The friction doesn’t have to be pronounced to affect your ink. Get your art done in the areas that won’t be exposed to too much movement. Fading will occur even if the friction is mild and caused by clothe motion.
This type of friction is very slow, though. After a few years, however, it all adds up to reduce your tat’s vibrancy.
After the Ink
Right off the bat, you’ll not live to see the ink fade into invisibility. There are a couple of well-documented mummies, that are well over 1,000 years old, with their mods intact.
What will happen if you don’t look after your tattoo is that it may end up looking blemished and aged—a long shot from the eye-catching art you left the tattoo shop with. Reclaiming the tat’s lost glory involves another painful do-over that’ll cost you a few extra bucks.

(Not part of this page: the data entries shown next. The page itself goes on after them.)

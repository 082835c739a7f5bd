//! CLI argument definitions and parsing structures
//!
//! Defines the `reskin` command line with clap derive: global override flags
//! and one subcommand per pipeline operation.

use clap::{Args, Parser, Subcommand};
use std::path::PathBuf;

use reskin_config::ApprovalMode;
use reskin_utils::types::PhaseId;

/// reskin - checkpointed screen-redesign pipeline
#[derive(Parser, Debug)]
#[command(name = "reskin")]
#[command(about = "Restyle captured application screens through an image-generation service")]
#[command(long_about = r#"
reskin takes the captured screens of an existing application and restyles them:
14 validated style anchors fix the visual language, propagation applies it to
every screen in checkpointed batches, state variants cover loading, empty, error
and success, and a bounded coherence loop regenerates the worst outliers.

EXAMPLES:
  # Create a project and import the capture and audit documents
  reskin init shop --source-url https://shop.example.test
  reskin import-captures shop captures/screens.json
  reskin import-audit shop audit/findings.json

  # Generate anchors; stops at each validation gate
  reskin anchor shop
  reskin gate show shop
  reskin gate select shop anchor-01 2
  reskin gate reject shop anchor-03 --feedback "buttons need more contrast"

  # Run everything that remains without calling the provider
  reskin run shop --dry-run

  # Inspect progress
  reskin status shop --json

CONFIGURATION:
  Configuration is loaded with precedence: CLI flags > config file > defaults
  The config file is discovered by searching upward from CWD for .reskin/config.toml
  Use --config to specify an explicit config file path

PHASES:
  capture → audit → anchoring → propagation → states → coherence → specs
  Capture and audit are imported; specs is recorded by downstream tooling.
  Every batch is checkpointed, so an interrupted command resumes where it stopped.
"#)]
#[command(version)]
pub struct Cli {
    /// Path to configuration file (overrides discovery)
    #[arg(long, global = true)]
    pub config: Option<PathBuf>,

    /// Enable verbose output
    #[arg(short, long, global = true)]
    pub verbose: bool,

    /// Emit logs as JSON lines instead of the compact format
    #[arg(long, global = true)]
    pub log_json: bool,

    /// Take over a project lock held by another process
    #[arg(long, global = true)]
    pub force: bool,

    /// Use the offline stub backend instead of the configured provider
    #[arg(long, global = true)]
    pub dry_run: bool,

    /// Target viewport, WIDTHxHEIGHT (e.g. 1440x900)
    #[arg(long, global = true)]
    pub viewport: Option<String>,

    /// Screens per propagation batch
    #[arg(long, global = true)]
    pub batch_size: Option<usize>,

    /// Gate handling: manual (suspend for a person) or auto (approve pre-validated anchors)
    #[arg(long, global = true)]
    pub approval_mode: Option<ApprovalMode>,

    /// Maximum coherence regeneration passes
    #[arg(long, global = true)]
    pub max_passes: Option<u32>,

    /// Coherence score at which the loop stops
    #[arg(long, global = true)]
    pub threshold: Option<f64>,

    /// Cap on generation calls for this command
    #[arg(long, global = true)]
    pub budget: Option<u32>,

    #[command(subcommand)]
    pub command: Commands,
}

#[derive(Subcommand, Debug)]
pub enum Commands {
    /// Create a new project with every phase pending
    Init {
        /// Project identifier
        id: String,

        /// URL of the application being redesigned
        #[arg(long)]
        source_url: Option<String>,
    },

    /// Import the capture document (ordered screen list) and complete capture
    ImportCaptures {
        /// Project identifier
        id: String,

        /// Path to the capture JSON document
        document: PathBuf,
    },

    /// Import the audit document (improvements per screen) and complete audit
    ImportAudit {
        /// Project identifier
        id: String,

        /// Path to the audit JSON document
        document: PathBuf,
    },

    /// Mark an externally run phase (capture, audit, specs) complete
    Record {
        /// Project identifier
        id: String,

        /// Phase to record
        phase: PhaseId,
    },

    /// Generate and validate anchors until a gate, a failing slot, or all 14 validated
    Anchor {
        /// Project identifier
        id: String,

        /// Invalidate one slot (1-14) and regenerate it
        #[arg(long, value_parser = clap::value_parser!(u8).range(1..=14))]
        regenerate: Option<u8>,
    },

    /// Inspect or answer the pending validation gate
    #[command(subcommand)]
    Gate(GateCommands),

    /// Write the style configuration and complete anchoring
    CompleteAnchoring {
        /// Project identifier
        id: String,
    },

    /// Restyle every captured screen in checkpointed batches
    Propagate(BatchedPhaseArgs),

    /// Generate loading, empty, error and success variants of propagated screens
    States(BatchedPhaseArgs),

    /// Score every item and regenerate outliers until coherent or out of passes
    Coherence {
        /// Project identifier
        id: String,
    },

    /// Run every remaining core phase until a gate, a failure, or completion
    Run {
        /// Project identifier
        id: String,
    },

    /// Show project progress
    Status {
        /// Project identifier
        id: String,

        /// Output as canonical JSON
        #[arg(long)]
        json: bool,
    },

    /// Skip a pending phase so later phases may start
    Skip {
        /// Project identifier
        id: String,

        /// Phase to skip
        phase: PhaseId,
    },

    /// Reset a phase and every later phase to pending
    Reopen {
        /// Project identifier
        id: String,

        /// First phase to reset
        phase: PhaseId,
    },
}

#[derive(Args, Debug)]
pub struct BatchedPhaseArgs {
    /// Project identifier
    pub id: String,

    /// Stop after this many batches (the rest resume on the next run)
    #[arg(long)]
    pub max_batches: Option<usize>,
}

#[derive(Subcommand, Debug)]
pub enum GateCommands {
    /// Show the pending gate and its candidates
    Show {
        /// Project identifier
        id: String,

        /// Output as canonical JSON
        #[arg(long)]
        json: bool,
    },

    /// Choose a hero candidate (1-based)
    Select {
        /// Project identifier
        id: String,
        /// Gate identifier, e.g. anchor-01
        gate_id: String,
        /// Candidate number
        index: usize,
    },

    /// Approve the anchor under review
    Approve {
        /// Project identifier
        id: String,
        /// Gate identifier, e.g. anchor-05
        gate_id: String,
    },

    /// Reject the anchor under review and regenerate it with feedback
    Reject {
        /// Project identifier
        id: String,
        /// Gate identifier, e.g. anchor-05
        gate_id: String,
        /// What to change in the next attempt
        #[arg(long)]
        feedback: String,
    },
}

impl Commands {
    /// Operation name used in error reports.
    #[must_use]
    pub fn operation(&self) -> &'static str {
        match self {
            Self::Init { .. } => "init",
            Self::ImportCaptures { .. } => "import-captures",
            Self::ImportAudit { .. } => "import-audit",
            Self::Record { .. } => "record",
            Self::Anchor { .. } => "anchor",
            Self::Gate(_) => "gate",
            Self::CompleteAnchoring { .. } => "complete-anchoring",
            Self::Propagate(_) => "propagate",
            Self::States(_) => "states",
            Self::Coherence { .. } => "coherence",
            Self::Run { .. } => "run",
            Self::Status { .. } => "status",
            Self::Skip { .. } => "skip",
            Self::Reopen { .. } => "reopen",
        }
    }
}

/// Build the clap command (for completions and parser tests).
#[must_use]
pub fn build_cli() -> clap::Command {
    <Cli as clap::CommandFactory>::command()
}
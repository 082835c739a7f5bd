//! Palette derivation and the style configuration.
//!
//! Primary, background and text colors are mandatory; every other palette entry
//! is derived by mixing those three unless configured explicitly.

use chrono::{DateTime, Utc};
use serde::{Deserialize, Serialize};
use std::fmt;

use reskin_config::{Config, StyleSettings};
use reskin_utils::error::ConfigError;
use reskin_utils::types::Viewport;

use crate::anchors::Anchor;

pub const DEFAULT_DIRECTION: &str = "modern, clean product design with consistent visual language";
pub const DEFAULT_TYPOGRAPHY: &str = "Inter, system-ui; scale 1.25";
pub const DEFAULT_SPACING: [u32; 7] = [4, 8, 12, 16, 24, 32, 48];
pub const DEFAULT_BORDER_RADIUS: &str = "md";
pub const DEFAULT_SHADOW: &str = "soft";

const DEFAULT_ERROR: Rgb = Rgb(0xDC, 0x26, 0x26);
const DEFAULT_SUCCESS: Rgb = Rgb(0x16, 0xA3, 0x4A);
const DEFAULT_WARNING: Rgb = Rgb(0xD9, 0x77, 0x06);

/// 24-bit color.
#[derive(Debug, Clone, Copy, PartialEq, Eq)]
pub struct Rgb(pub u8, pub u8, pub u8);

impl Rgb {
    /// Parse `#RRGGBB` or `#RGB`.
    #[must_use]
    pub fn parse(value: &str) -> Option<Self> {
        let hex = value.trim().strip_prefix('#')?;
        if !hex.chars().all(|c| c.is_ascii_hexdigit()) {
            return None;
        }
        let expanded: String = match hex.len() {
            3 => hex.chars().flat_map(|c| [c, c]).collect(),
            6 => hex.to_string(),
            _ => return None,
        };
        let channel = |i: usize| u8::from_str_radix(&expanded[i..i + 2], 16).ok();
        Some(Self(channel(0)?, channel(2)?, channel(4)?))
    }

    /// Move `amount` (0..=1) of the way toward `other`.
    #[must_use]
    pub fn mix(self, other: Rgb, amount: f64) -> Rgb {
        let lerp = |a: u8, b: u8| {
            let v = f64::from(a) + (f64::from(b) - f64::from(a)) * amount;
            v.round().clamp(0.0, 255.0) as u8
        };
        Rgb(lerp(self.0, other.0), lerp(self.1, other.1), lerp(self.2, other.2))
    }
}

impl fmt::Display for Rgb {
    fn fmt(&self, f: &mut fmt::Formatter<'_>) -> fmt::Result {
        write!(f, "#{:02X}{:02X}{:02X}", self.0, self.1, self.2)
    }
}

#[derive(Debug, Clone, PartialEq, Eq, Serialize, Deserialize)]
pub struct Palette {
    pub primary: String,
    pub secondary: String,
    pub accent: String,
    pub background: String,
    pub surface: String,
    pub text: String,
    pub muted: String,
    pub border: String,
    pub error: String,
    pub success: String,
    pub warning: String,
}

impl Palette {
    /// Build the full palette from `[style]` settings.
    ///
    /// # Errors
    ///
    /// `MissingRequired` when primary, background or text is unset, and
    /// `InvalidValue` for any entry that is not a hex color.
    pub fn from_settings(style: &StyleSettings) -> Result<Self, ConfigError> {
        let required = |key: &str, value: &Option<String>| -> Result<Rgb, ConfigError> {
            let raw = value
                .as_deref()
                .ok_or_else(|| ConfigError::MissingRequired(format!("style.{key}")))?;
            parse_color(key, raw)
        };
        let primary = required("primary", &style.primary)?;
        let background = required("background", &style.background)?;
        let text = required("text", &style.text)?;

        let pick = |key: &str, value: &Option<String>, derived: Rgb| match value.as_deref() {
            Some(raw) => parse_color(key, raw).map(|c| c.to_string()),
            None => Ok(derived.to_string()),
        };

        Ok(Self {
            primary: primary.to_string(),
            secondary: pick("secondary", &style.secondary, primary.mix(text, 0.30))?,
            accent: pick("accent", &style.accent, primary.mix(background, 0.40))?,
            background: background.to_string(),
            surface: pick("surface", &style.surface, background.mix(text, 0.04))?,
            text: text.to_string(),
            muted: pick("muted", &style.muted, text.mix(background, 0.45))?,
            border: pick("border", &style.border, text.mix(background, 0.85))?,
            error: pick("error", &style.error, DEFAULT_ERROR)?,
            success: pick("success", &style.success, DEFAULT_SUCCESS)?,
            warning: pick("warning", &style.warning, DEFAULT_WARNING)?,
        })
    }

    /// `primary #2563EB, secondary #...` in a fixed order, for prompts.
    #[must_use]
    pub fn describe(&self) -> String {
        [
            ("primary", &self.primary),
            ("secondary", &self.secondary),
            ("accent", &self.accent),
            ("background", &self.background),
            ("surface", &self.surface),
            ("text", &self.text),
            ("muted", &self.muted),
            ("border", &self.border),
            ("error", &self.error),
            ("success", &self.success),
            ("warning", &self.warning),
        ]
        .iter()
        .map(|(name, hex)| format!("{name} {hex}"))
        .collect::<Vec<_>>()
        .join(", ")
    }
}

fn parse_color(key: &str, raw: &str) -> Result<Rgb, ConfigError> {
    Rgb::parse(raw).ok_or_else(|| ConfigError::InvalidValue {
        key: format!("style.{key}"),
        value: raw.to_string(),
    })
}

/// Style inputs every prompt is built from.
#[derive(Debug, Clone, PartialEq)]
pub struct StyleContext {
    pub direction: String,
    pub palette: Palette,
    pub typography: String,
    pub spacing: Vec<u32>,
    pub border_radius: String,
    pub shadow: String,
}

impl StyleContext {
    pub fn from_config(config: &Config) -> Result<Self, ConfigError> {
        let style = &config.style;
        Ok(Self {
            direction: style
                .direction
                .clone()
                .filter(|d| !d.trim().is_empty())
                .unwrap_or_else(|| DEFAULT_DIRECTION.to_string()),
            palette: Palette::from_settings(style)?,
            typography: style
                .typography
                .clone()
                .unwrap_or_else(|| DEFAULT_TYPOGRAPHY.to_string()),
            spacing: style.spacing.clone().unwrap_or_else(|| DEFAULT_SPACING.to_vec()),
            border_radius: style
                .border_radius
                .clone()
                .unwrap_or_else(|| DEFAULT_BORDER_RADIUS.to_string()),
            shadow: style.shadow.clone().unwrap_or_else(|| DEFAULT_SHADOW.to_string()),
        })
    }

    /// One-line constraint naming the palette and the style direction.
    #[must_use]
    pub fn constraint_line(&self) -> String {
        format!(
            "Use only these colors: {}. Keep the {} style exactly.",
            self.palette.describe(),
            self.direction
        )
    }
}

impl From<&StyleConfig> for StyleContext {
    fn from(config: &StyleConfig) -> Self {
        Self {
            direction: config.direction.clone(),
            palette: config.palette.clone(),
            typography: config.typography.clone(),
            spacing: config.spacing.clone(),
            border_radius: config.border_radius.clone(),
            shadow: config.shadow.clone(),
        }
    }
}

/// Written once to `style-config.json` when anchoring completes; read-only after.
#[derive(Debug, Clone, PartialEq, Serialize, Deserialize)]
pub struct StyleConfig {
    pub generated_at: DateTime<Utc>,
    pub viewport: Viewport,
    pub direction: String,
    pub palette: Palette,
    pub typography: String,
    pub spacing: Vec<u32>,
    pub border_radius: String,
    pub shadow: String,
    pub anchors: Vec<Anchor>,
}

impl StyleConfig {
    #[must_use]
    pub fn new(style: &StyleContext, viewport: Viewport, anchors: Vec<Anchor>) -> Self {
        Self {
            generated_at: Utc::now(),
            viewport,
            direction: style.direction.clone(),
            palette: style.palette.clone(),
            typography: style.typography.clone(),
            spacing: style.spacing.clone(),
            border_radius: style.border_radius.clone(),
            shadow: style.shadow.clone(),
            anchors,
        }
    }
}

To avoid this, begin the aftercare process with your tattooist-recommended ointments and moisturizers immediately the wound is ready for attention. That should be around the time the artist recommends you take off the dressing.
What to Do
After removing the dressing, wash the wound with antiseptic soap and warm, distilled water, and apply a recommended moisturizing lotion. This is to keep the area hydrated and stop it from drying and flaking over.
The best tattoo lotion I’ve ever personally used is a (vegan) aftercare product called Hustle Butter. This stuff works amazingly well during the healing process – not only to keep your tattoo really well hydrated, but it’s also very good at soothing any annoying itchiness or irritation.
Repeat this process every day for about seven days.
Petroleum jelly is regularly suggested, but it’s neither necessary nor beneficial.
What Not to Do
For the first two weeks after inking:
- Avoid swimming or prolonged immersion in water (showers are ok)
- Wear UV protective clothing
- Avoid sunbeds or fake tan
- Wear loose clothing to avoid irritating the wound
- Keep your tattoo out of direct sunlight where possible
Avoiding the Fade
There are two main culprits behind post-healing fading:
The effects of sunlight on your ink are two-fold:
- UV rays bleach colors
Sunlight hastens the disintegration of colors. This is why clothes fade when they’re exposed to the sun for too long. This is the same principle behind tattoo fading. Avoid overexposure to the sun or apply sunscreen on the tat every time you can’t.
Sunburn kills skin cells, triggering new ones to be produced. When a tattoo is sunburnt, some of the colored cells are replaced as the skin heals, reducing the illustration’s vibrancy.
Maintaining a fresh-looking tattoo begins with your choice of artist, with high-quality pieces lasting longer. You also have to take good care of the fresh wound to ensure that the ink heals into the skin in the desired manner. After the ink is healed, keep it from direct sunlight and it should keep its beauty for decades.